**AVAILABLE RECORDS**
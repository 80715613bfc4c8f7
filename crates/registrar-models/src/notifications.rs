//! Per-user notifications, newest first. Only `is_read` ever changes.

use crate::ids::{EnrollmentId, NotificationId, UserId};
use chrono::{DateTime, Utc};
use registrar_core::serde::deserialize_optional_bool;
use serde::{Deserialize, Serialize};
use sqlx::FromRow;
use utoipa::{IntoParams, ToSchema};

#[derive(Debug, Clone, Copy, PartialEq, Eq, Serialize, Deserialize, sqlx::Type, ToSchema)]
#[sqlx(type_name = "notification_type", rename_all = "snake_case")]
#[serde(rename_all = "snake_case")]
pub enum NotificationType {
    EnrollmentApproved,
    EnrollmentRejected,
    EnrollmentConfirmed,
}

#[derive(Debug, Clone, PartialEq, Eq, Serialize, Deserialize, FromRow, ToSchema)]
pub struct Notification {
    pub id: NotificationId,
    pub user_id: UserId,
    pub enrollment_id: EnrollmentId,
    pub notification_type: NotificationType,
    pub message: String,
    pub is_read: bool,
    pub created_at: DateTime<Utc>,
}

#[derive(Debug, Clone, Default, Deserialize, IntoParams, ToSchema)]
pub struct NotificationFilterParams {
    #[serde(default, deserialize_with = "deserialize_optional_bool")]
    pub unread_only: Option<bool>,
    /// Mark every notification of the caller as read before listing
    #[serde(default, deserialize_with = "deserialize_optional_bool")]
    pub mark_read: Option<bool>,
}

#[derive(Debug, Clone, Serialize, ToSchema)]
pub struct NotificationListResponse {
    pub notifications: Vec<Notification>,
    pub unread_count: i64,
}

#[derive(Debug, Clone, Serialize, Deserialize, ToSchema)]
pub struct MarkReadResponse {
    pub updated: u64,
}

#[cfg(test)]
mod tests {
    use super::*;

    #[test]
    fn test_type_wire_format() {
        assert_eq!(
            serde_json::to_string(&NotificationType::EnrollmentApproved).unwrap(),
            r#""enrollment_approved""#
        );
        let t: NotificationType = serde_json::from_str(r#""enrollment_confirmed""#).unwrap();
        assert_eq!(t, NotificationType::EnrollmentConfirmed);
    }

    #[test]
    fn test_filter_params() {
        let params: NotificationFilterParams =
            serde_json::from_str(r#"{"unread_only":"true","mark_read":""}"#).unwrap();
        assert_eq!(params.unread_only, Some(true));
        assert!(params.mark_read.is_none());
    }
}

**DIRECTIONS**
Each line of the records must be reproduced exactly.

**PROBLEM SOLUTION**
repository 80715613bfc4c8f7
filename crates/registrar-models/src/notifications.rs
//! Per-user notifications, newest first. Only `is_read` ever changes.

use crate::ids::{EnrollmentId, NotificationId, UserId};
use chrono::{DateTime, Utc};
use registrar_core::serde::deserialize_optional_bool;
use serde::{Deserialize, Serialize};
use sqlx::FromRow;
use utoipa::{IntoParams, ToSchema};

#[derive(Debug, Clone, Copy, PartialEq, Eq, Serialize, Deserialize, sqlx::Type, ToSchema)]
#[sqlx(type_name = "notification_type", rename_all = "snake_case")]
#[serde(rename_all = "snake_case")]
pub enum NotificationType {
    EnrollmentApproved,
    EnrollmentRejected,
    EnrollmentConfirmed,
}

#[derive(Debug, Clone, PartialEq, Eq, Serialize, Deserialize, FromRow, ToSchema)]
pub struct Notification {
    pub id: NotificationId,
    pub user_id: UserId,
    pub enrollment_id: EnrollmentId,
    pub notification_type: NotificationType,
    pub message: String,
    pub is_read: bool,
    pub created_at: DateTime<Utc>,
}

#[derive(Debug, Clone, Default, Deserialize, IntoParams, ToSchema)]
pub struct NotificationFilterParams {
    #[serde(default, deserialize_with = "deserialize_optional_bool")]
    pub unread_only: Option<bool>,
    /// Mark every notification of the caller as read before listing
    #[serde(default, deserialize_with = "deserialize_optional_bool")]
    pub mark_read: Option<bool>,
}

#[derive(Debug, Clone, Serialize, ToSchema)]
pub struct NotificationListResponse {
    pub notifications: Vec<Notification>,
    pub unread_count: i64,
}

#[derive(Debug, Clone, Serialize, Deserialize, ToSchema)]
pub struct MarkReadResponse {
    pub updated: u64,
}

#[cfg(test)]
mod tests {
    use super::*;

    #[test]
    fn test_type_wire_format() {
        assert_eq!(
            serde_json::to_string(&NotificationType::EnrollmentApproved).unwrap(),
            r#""enrollment_approved""#
        );
        let t: NotificationType = serde_json::from_str(r#""enrollment_confirmed""#).unwrap();
        assert_eq!(t, NotificationType::EnrollmentConfirmed);
    }

    #[test]
    fn test_filter_params() {
        let params: NotificationFilterParams =
            serde_json::from_str(r#"{"unread_only":"true","mark_read":""}"#).unwrap();
        assert_eq!(params.unread_only, Some(true));
        assert!(params.mark_read.is_none());
    }
}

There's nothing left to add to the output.